_DATA PROVIDED_

impl Session {
    /// Create a disconnected session.
    pub fn new(config: &ClientConfig) -> Self {
        Self {
            config: config.clone(),
            status: Status::Disconnected,
            nick: config.nick.clone(),
            server_prefix: Prefix::unknown_server(),
            casemap: NEUTRAL_CASEMAPPING,
            caps: CapRegistry::new(),
            isupport: Isupport::new(),
            batches: BatchTracker::new(),
            monitored: CaseMapMap::new(NEUTRAL_CASEMAPPING),
            sasl: SaslState::Initial,
            pending_lists: HashMap::new(),
            cap_end_sent: false,
            monitor_announced: false,
        }
    }

    /// Current lifecycle status.
    pub fn status(&self) -> Status {
        self.status
    }

    /// Our nickname; authoritative once registered.
    pub fn nick(&self) -> &str {
        &self.nick
    }

    /// The server's identity, `*` until registration.
    pub fn server_prefix(&self) -> &Prefix {
        &self.server_prefix
    }

    /// Active case-mapping.
    pub fn casemapping(&self) -> CaseMapping {
        self.casemap
    }

    /// Capability state.
    pub fn caps(&self) -> &CapRegistry {
        &self.caps
    }

    /// ISUPPORT state.
    pub fn isupport(&self) -> &Isupport {
        &self.isupport
    }

    /// Open batches.
    pub fn batches(&self) -> &BatchTracker {
        &self.batches
    }

    /// Monitored names.
    pub fn monitored(&self) -> &CaseMapMap<()> {
        &self.monitored
    }

    /// SASL progress.
    pub fn sasl(&self) -> &SaslState {
        &self.sasl
    }

    /// Read-only view handed to roundtrip matchers.
    pub fn context(&self) -> Context<'_> {
        Context { session: self }
    }

    /// The transport is being opened.
    pub fn on_connecting(&mut self) {
        self.status = Status::Connecting;
    }

    /// The transport is open; returns the registration greeting.
    pub fn on_open(&mut self) -> Vec<Message> {
        self.status = Status::Registering;
        self.nick = self.config.nick.clone();
        self.cap_end_sent = false;
        self.monitor_announced = false;

        let mut greeting = vec![Message::new("CAP", ["LS", "302"])];
        if let Some(pass) = &self.config.password {
            greeting.push(Message::new("PASS", [pass.as_str()]));
        }
        greeting.push(Message::new("NICK", [self.nick.as_str()]));
        greeting.push(Message::new(
            "USER",
            [self.config.username(), "0", "*", self.config.realname()],
        ));
        greeting
    }

    /// The transport closed; forget everything tied to the connection.
    ///
    /// The monitored set survives, re-keyed to the neutral case rule.
    pub fn on_close(&mut self) {
        self.status = Status::Disconnected;
        self.server_prefix = Prefix::unknown_server();
        self.caps.clear();
        self.isupport.clear();
        self.batches.clear();
        self.pending_lists.clear();
        self.sasl = SaslState::Initial;
        self.cap_end_sent = false;
        self.monitor_announced = false;
        self.set_casemapping(NEUTRAL_CASEMAPPING);
    }

    /// Process one inbound message.
    ///
    /// Returns the message enriched for dispatch, and the protocol actions
    /// it triggers. Call [`Session::after_dispatch`] once listeners have
    /// seen it.
    pub fn handle(&mut self, mut msg: Message) -> (Inbound, Vec<SessionAction>) {
        if msg.prefix.is_none() {
            msg.prefix = Some(self.server_prefix.clone());
        }
        let batch = self.batches.batch_of(&msg);
        let mut actions = Vec::new();
        let mut list = None;
        let mut closing = None;

        match msg.command.as_str() {
            "CAP" => self.handle_cap(&msg, &mut actions),
            "AUTHENTICATE" => self.handle_authenticate(&msg, &mut actions),
            "PING" => actions.push(SessionAction::send(Message::new(
                "PONG",
                msg.params.iter().map(String::as_str),
            ))),
            "NICK" => {
                let own = msg
                    .source_name()
                    .is_some_and(|src| self.casemap.equals(src, &self.nick));
                if let (true, Some(new_nick)) = (own, msg.param(0)) {
                    debug!(old = %self.nick, new = %new_nick, "own nick changed");
                    self.nick = new_nick.to_owned();
                }
            }
            "BATCH" => {
                if msg.param(0).is_some_and(|r| r.starts_with('+')) {
                    self.batches.open(&msg);
                } else {
                    closing = self.batches.closing(&msg);
                }
            }
            "FAIL" => self.handle_fail(&msg, &mut actions),
            "ERROR" => {
                warn!(reason = msg.last_param().unwrap_or_default(), "server sent ERROR");
                actions.push(SessionAction::Error(ClientError::irc(msg.clone())));
                actions.push(SessionAction::Disconnect);
            }
            _ => {
                if let Some(resp) = msg.response() {
                    list = self.handle_numeric(resp, &msg, &mut actions);
                }
            }
        }

        (
            Inbound {
                message: msg,
                batch,
                closing,
                list,
            },
            actions,
        )
    }

    /// Finish dispatching a message: a closed batch is forgotten only now,
    /// so listeners could still resolve it.
    pub fn after_dispatch(&mut self, inbound: &Inbound) {
        let msg = &inbound.message;
        if msg.command != "BATCH" {
            return;
        }
        if let Some(name) = msg.param(0).and_then(|r| r.strip_prefix('-')) {
            self.batches.remove(name);
        }
    }

    /// Start monitoring `targets`; returns the MONITOR lines to send.
    ///
    /// Names beyond the server's MONITOR limit are remembered but not sent.
    pub fn monitor<'a>(&mut self, targets: impl IntoIterator<Item = &'a str>) -> Vec<Message> {
        let limit = self.isupport.monitor();
        let mut added = Vec::new();
        for target in targets {
            if self.monitored.contains_key(target) {
                continue;
            }
            self.monitored.insert(target, ());
            if self.status == Status::Registered && self.monitored.len() <= limit {
                added.push(target.to_owned());
            }
        }
        monitor_lines('+', &added)
    }

    /// Stop monitoring `targets`; returns the MONITOR lines to send.
    pub fn unmonitor<'a>(&mut self, targets: impl IntoIterator<Item = &'a str>) -> Vec<Message> {
        let supported = self.isupport.monitor() > 0;
        let mut removed = Vec::new();
        for target in targets {
            if self.monitored.remove(target).is_some()
                && supported
                && self.status == Status::Registered
            {
                removed.push(target.to_owned());
            }
        }
        monitor_lines('-', &removed)
    }

    fn set_casemapping(&mut self, mapping: CaseMapping) {
        if self.casemap != mapping {
            debug!(casemapping = mapping.name(), "case-mapping changed");
        }
        self.casemap = mapping;
        self.monitored.set_mapping(mapping);
        let old = std::mem::take(&mut self.pending_lists);
        for ((kind, key), lines) in old {
            self.pending_lists
                .entry((kind, mapping.to_lower(&key)))
                .or_default()
                .extend(lines);
        }
    }

    fn wanted_caps(&self) -> Vec<&'static str> {
        caps::wanted_caps(
            self.config.event_playback,
            self.config.bouncer_network.is_some(),
        )
    }

    fn request_caps(&self, actions: &mut Vec<SessionAction>) {
        if let Some(req) = self.caps.request_available(&self.wanted_caps()) {
            actions.push(SessionAction::send(req));
        }
    }

    fn handle_cap(&mut self, msg: &Message, actions: &mut Vec<SessionAction>) {
        self.caps.parse(msg);
        match msg.param(1).unwrap_or_default() {
            "LS" if caps::is_final_ls(msg) => {
                let mut available: Vec<&str> = self.caps.available().map(|(k, _)| k).collect();
                available.sort_unstable();
                debug!(caps = %available.join(" "), "available capabilities");
                if self.status == Status::Registered {
                    self.request_caps(actions);
                } else {
                    self.negotiate(actions);
                }
            }
            "NEW" => self.request_caps(actions),
            "NAK" if self.status != Status::Registered => self.send_cap_end(actions),
            _ => {}
        }
    }

    fn negotiate(&mut self, actions: &mut Vec<SessionAction>) {
        self.request_caps(actions);

        if let Some(creds) = &self.config.sasl {
            let mech = creds.mechanism();
            if self.caps.supports_sasl(mech.as_str()) {
                info!(mechanism = %mech, "starting SASL authentication");
                actions.push(SessionAction::send(Message::new(
                    "AUTHENTICATE",
                    [mech.as_str()],
                )));
                actions.extend(
                    creds
                        .authenticate_messages()
                        .into_iter()
                        .map(SessionAction::send),
                );
                self.sasl = SaslState::InProgress(mech);
                return;
            }
            warn!(mechanism = %mech, "server does not support the configured SASL mechanism");
            actions.push(SessionAction::Error(ClientError::SaslUnsupported(mech)));
        }

        self.finish_negotiation(actions);
    }

    fn finish_negotiation(&mut self, actions: &mut Vec<SessionAction>) {
        if let Some(netid) = &self.config.bouncer_network {
            if self.caps.is_available("soju.im/bouncer-networks") {
                actions.push(SessionAction::send(Message::new(
                    "BOUNCER",
                    ["BIND", netid.as_str()],
                )));
            }
        }
        self.send_cap_end(actions);
    }

    fn send_cap_end(&mut self, actions: &mut Vec<SessionAction>) {
        if !self.cap_end_sent {
            self.cap_end_sent = true;
            actions.push(SessionAction::send(Message::new("CAP", ["END"])));
        }
    }

    fn handle_authenticate(&mut self, msg: &Message, actions: &mut Vec<SessionAction>) {
        if !self.sasl.is_in_progress() || msg.param(0) == Some("+") {
            return;
        }
        warn!("unexpected SASL challenge, aborting authentication");
        self.sasl = SaslState::Aborted;
        actions.push(SessionAction::send(Message::new("AUTHENTICATE", ["*"])));
        actions.push(SessionAction::Error(ClientError::UnexpectedChallenge));
    }

    fn handle_fail(&mut self, msg: &Message, actions: &mut Vec<SessionAction>) {
        if self.status == Status::Registered {
            return;
        }
        let bind_failed = msg.param(0) == Some("BOUNCER") && msg.param(2) == Some("BIND");
        let account_required = msg.param(1) == Some("ACCOUNT_REQUIRED");
        if bind_failed || account_required {
            actions.push(SessionAction::Error(ClientError::irc(msg.clone())));
            actions.push(SessionAction::Disconnect);
        }
    }

    fn handle_numeric(
        &mut self,
        resp: Response,
        msg: &Message,
        actions: &mut Vec<SessionAction>,
    ) -> Option<Vec<Message>> {
        let registered = self.status == Status::Registered;
        match resp {
            Response::RPL_WELCOME => {
                if let Some(nick) = msg.param(0) {
                    self.nick = nick.to_owned();
                }
                if let Some(prefix) = &msg.prefix {
                    self.server_prefix = prefix.clone();
                }
                self.status = Status::Registered;
                info!(nick = %self.nick, server = %self.server_prefix, "registered");
                actions.push(SessionAction::Registered);
            }
            Response::RPL_ISUPPORT => {
                self.isupport.parse_message(msg);
                if let Some(mapping) = self.isupport.casemapping() {
                    self.set_casemapping(mapping);
                }
            }
            Response::RPL_ENDOFMOTD | Response::ERR_NOMOTD => {
                if !self.isupport.contains("CASEMAPPING") {
                    self.set_casemapping(CaseMapping::Rfc1459);
                }
                if std::mem::replace(&mut self.monitor_announced, true) {
                    return None;
                }
                let limit = self.isupport.monitor();
                let targets: Vec<String> = self
                    .monitored
                    .keys()
                    .take(limit)
                    .map(str::to_owned)
                    .collect();
                actions.extend(monitor_lines('+', &targets).into_iter().map(SessionAction::send));
            }
            Response::RPL_SASLSUCCESS => {
                info!("SASL authentication succeeded");
                self.sasl = SaslState::Success;
                if !registered {
                    self.finish_negotiation(actions);
                }
            }
            r if r.is_sasl_failure() => {
                let ours = matches!(self.sasl, SaslState::InProgress(_) | SaslState::Aborted);
                if !ours && registered {
                    return None;
                }
                warn!(numeric = %r, "SASL authentication failed");
                self.sasl = SaslState::Failed(msg.last_param().unwrap_or_default().to_owned());
                actions.push(SessionAction::Error(ClientError::irc(msg.clone())));
                if !registered {
                    actions.push(SessionAction::Disconnect);
                }
            }
            r if r.is_registration_fatal() && !registered => {
                warn!(numeric = %r, "registration failed");
                actions.push(SessionAction::Error(ClientError::irc(msg.clone())));
                actions.push(SessionAction::Disconnect);
            }
            Response::RPL_NAMREPLY => self.buffer_line(ListKind::Names, msg.param(2), msg),
            Response::RPL_ENDOFNAMES => return Some(self.take_list(ListKind::Names, msg.param(1))),
            Response::RPL_WHOREPLY | Response::RPL_WHOSPCRPL => {
                self.buffer_line(ListKind::Who, Some(""), msg)
            }
            Response::RPL_ENDOFWHO => return Some(self.take_list(ListKind::Who, Some(""))),
            Response::RPL_AWAY => {
                // Away replies also answer PRIVMSG; only keep them inside a WHOIS.
                let key = (ListKind::Whois, self.list_key(msg.param(1)));
                if let Some(lines) = self.pending_lists.get_mut(&key) {
                    lines.push(msg.clone());
                }
            }
            r if r.is_whois_related() => self.buffer_line(ListKind::Whois, msg.param(1), msg),
            Response::RPL_ENDOFWHOIS => return Some(self.take_list(ListKind::Whois, msg.param(1))),
            _ => {}
        }
        None
    }

    fn list_key(&self, key: Option<&str>) -> String {
        self.casemap.to_lower(key.unwrap_or_default())
    }

    fn buffer_line(&mut self, kind: ListKind, key: Option<&str>, msg: &Message) {
        let key = self.list_key(key);
        self.pending_lists
            .entry((kind, key))
            .or_default()
            .push(msg.clone());
    }

    fn take_list(&mut self, kind: ListKind, key: Option<&str>) -> Vec<Message> {
        let key = self.list_key(key);
        self.pending_lists.remove(&(kind, key)).unwrap_or_default()
    }
}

_WORK INSTRUCTION_
Using the data above, extract exactly the lines from the one that holds "self.server_prefix = Prefix::unknown_server();" to the one that holds "the protocol actions", both ends included, and no others.

_RESULT FOR THIS EXERCISE_
        self.server_prefix = Prefix::unknown_server();
        self.caps.clear();
        self.isupport.clear();
        self.batches.clear();
        self.pending_lists.clear();
        self.sasl = SaslState::Initial;
        self.cap_end_sent = false;
        self.monitor_announced = false;
        self.set_casemapping(NEUTRAL_CASEMAPPING);
    }

    /// Process one inbound message.
    ///
    /// Returns the message enriched for dispatch, and the protocol actions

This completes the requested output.